SPAT: Sensitivity-based Multihead-attention Pruning on Time Series Forecasting Models
Suhan Guo, Jiahong Deng, Mengjun Yi, Furao Shen, Jian Zhao
TL;DR
SPAT tackles the computational burden of attention in multivariate time series forecasting by pruning entire MHA modules via a dispersion-based sensitivity metric, SEND, computed during pretraining. The method yields substantial efficiency gains (FLOPs and parameter reductions) while preserving or improving forecasting accuracy and zero-shot transfer capabilities. Across eight real-world datasets, SPAT-pruned models outperform many lightweight, Mamba-based, and LLM-based SOTA methods in most settings, underscoring the value of retaining only the most impactful attention mechanisms.
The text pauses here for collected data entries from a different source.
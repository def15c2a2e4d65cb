/// Lead management REST API endpoints
///
/// CRUD over leads plus the status filter used by the dashboard and the canned
/// assistant behind the lead chat panel.

use crate::{
    api::{
        error::{parse_id, parse_json_body, ApiError},
        AppState,
    },
    lead::{assistant, Lead, LeadFilter, LeadPatch, NewLead},
    validation::FieldReader,
};
use axum::{
    extract::{Path, Query, State},
    http::StatusCode,
    response::Json,
    routing::get,
    Router,
};
use serde::{Deserialize, Serialize};

const LEAD_NOT_FOUND: &str = "Lead not found";

/// Query string for lead listing
#[derive(Debug, Deserialize)]
pub struct ListLeadsQuery {
    /// "All", "New" or "Contacted"
    pub status: Option<String>,
}

/// Reply from the lead assistant
#[derive(Debug, Serialize, Deserialize)]
pub struct InteractionResponse {
    pub reply: String,
}

/// Create lead management routes
pub fn create_lead_routes() -> Router<AppState> {
    Router::new()
        .route("/api/leads", get(list_leads).post(create_lead))
        .route(
            "/api/leads/{id}",
            get(get_lead).patch(update_lead).delete(delete_lead),
        )
        .route(
            "/api/leads/{id}/interact",
            get(greet_lead).post(interact_with_lead),
        )
}

/// List leads, newest first
///
/// GET /api/leads?status=New
async fn list_leads(
    State(state): State<AppState>,
    Query(query): Query<ListLeadsQuery>,
) -> Result<Json<Vec<Lead>>, ApiError> {
    let filter = match query.status.as_deref() {
        Some(raw) => LeadFilter::parse(raw)
            .map_err(|e| ApiError::validation("Invalid lead filter", vec![e]))?,
        None => LeadFilter::All,
    };

    let leads = state
        .storage
        .list_leads(filter)
        .await
        .map_err(ApiError::storage("Failed to fetch leads"))?;
    Ok(Json(leads))
}

/// Get a single lead
///
/// GET /api/leads/{id}
async fn get_lead(
    State(state): State<AppState>,
    Path(id): Path<String>,
) -> Result<Json<Lead>, ApiError> {
    let id = parse_id(&id, LEAD_NOT_FOUND)?;
    state
        .storage
        .get_lead(id)
        .await
        .map_err(ApiError::storage("Failed to fetch lead"))?
        .map(Json)
        .ok_or(ApiError::NotFound(LEAD_NOT_FOUND))
}

/// Create a new lead
///
/// POST /api/leads
/// Body: { "name": "...", "email": "...", "phone"?: "...", "status"?: "New", "source"?: "Manual" }
async fn create_lead(
    State(state): State<AppState>,
    body: String,
) -> Result<(StatusCode, Json<Lead>), ApiError> {
    const INVALID: &str = "Invalid lead data";
    let payload = parse_json_body(&body, INVALID)?;
    let new_lead = NewLead::from_json(&payload).map_err(|errors| ApiError::validation(INVALID, errors))?;

    let lead = state
        .storage
        .create_lead(new_lead)
        .await
        .map_err(ApiError::storage("Failed to create lead"))?;

    tracing::info!("➕ Created lead {} ({}, source: {})", lead.id, lead.name, lead.source);
    Ok((StatusCode::CREATED, Json(lead)))
}

/// Partially update a lead
///
/// PATCH /api/leads/{id}
/// Body: any subset of the creation fields
async fn update_lead(
    State(state): State<AppState>,
    Path(id): Path<String>,
    body: String,
) -> Result<Json<Lead>, ApiError> {
    const INVALID: &str = "Invalid update data";
    let id = parse_id(&id, LEAD_NOT_FOUND)?;
    let payload = parse_json_body(&body, INVALID)?;
    let patch = LeadPatch::from_json(&payload).map_err(|errors| ApiError::validation(INVALID, errors))?;

    let lead = state
        .storage
        .update_lead(id, patch)
        .await
        .map_err(ApiError::storage("Failed to update lead"))?
        .ok_or(ApiError::NotFound(LEAD_NOT_FOUND))?;

    tracing::info!("✏️ Updated lead {} (status: {})", lead.id, lead.status);
    Ok(Json(lead))
}

/// Delete a lead
///
/// DELETE /api/leads/{id}
async fn delete_lead(
    State(state): State<AppState>,
    Path(id): Path<String>,
) -> Result<StatusCode, ApiError> {
    let id = parse_id(&id, LEAD_NOT_FOUND)?;
    let deleted = state
        .storage
        .delete_lead(id)
        .await
        .map_err(ApiError::storage("Failed to delete lead"))?;

    if !deleted {
        return Err(ApiError::NotFound(LEAD_NOT_FOUND));
    }

    tracing::info!("🗑️ Deleted lead {}", id);
    Ok(StatusCode::NO_CONTENT)
}

/// Opening line of a conversation about a lead
///
/// GET /api/leads/{id}/interact
async fn greet_lead(
    State(state): State<AppState>,
    Path(id): Path<String>,
) -> Result<Json<InteractionResponse>, ApiError> {
    let id = parse_id(&id, LEAD_NOT_FOUND)?;
    let lead = state
        .storage
        .get_lead(id)
        .await
        .map_err(ApiError::storage("Failed to fetch lead"))?
        .ok_or(ApiError::NotFound(LEAD_NOT_FOUND))?;

    Ok(Json(InteractionResponse {
        reply: assistant::greeting(&lead),
    }))
}

/// Ask the assistant about a lead
///
/// POST /api/leads/{id}/interact
/// Body: { "message": "..." }
async fn interact_with_lead(
    State(state): State<AppState>,
    Path(id): Path<String>,
    body: String,
) -> Result<Json<InteractionResponse>, ApiError> {
    const INVALID: &str = "Invalid message";
    let id = parse_id(&id, LEAD_NOT_FOUND)?;
    let payload = parse_json_body(&body, INVALID)?;

    let mut reader = FieldReader::new(&payload).map_err(|errors| ApiError::validation(INVALID, errors))?;
    let message = reader.required_text("message");
    let message = reader
        .finish(|| message)
        .map_err(|errors| ApiError::validation(INVALID, errors))?;

    let lead = state
        .storage
        .get_lead(id)
        .await
        .map_err(ApiError::storage("Failed to fetch lead"))?
        .ok_or(ApiError::NotFound(LEAD_NOT_FOUND))?;

    Ok(Json(InteractionResponse {
        reply: assistant::reply(&lead, &message),
    }))
}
This work demonstrates that targeted, structure-preserving pruning can deliver practical, hardware-friendly improvements for time-series forecasting with Transformer architectures.
Abstract
Attention-based architectures have achieved superior performance in multivariate time series forecasting but are computationally expensive. Techniques such as patching and adaptive masking have been developed to reduce their sizes and latencies. In this work, we propose a structured pruning method, SPAT ($\textbf{S}$ensitivity $\textbf{P}$runer for $\textbf{At}$tention), which selectively removes redundant attention mechanisms and yields highly effective models. Different from previous approaches, SPAT aims to remove the entire attention module, which reduces the risk of overfitting and enables speed-up without demanding specialized hardware. We propose a dynamic sensitivity metric, $\textbf{S}$ensitivity $\textbf{E}$nhanced $\textbf{N}$ormalized $\textbf{D}$ispersion (SEND) that measures the importance of each attention module during the pre-training phase. Experiments on multivariate datasets demonstrate that SPAT-pruned models achieve reductions of 2.842% in MSE, 1.996% in MAE, and 35.274% in FLOPs. Furthermore, SPAT-pruned models outperform existing lightweight, Mamba-based and LLM-based SOTA methods in both standard and zero-shot inference, highlighting the importance of retaining only the most effective attention mechanisms. We have made our code publicly available https://anonymous.4open.science/r/SPAT-6042.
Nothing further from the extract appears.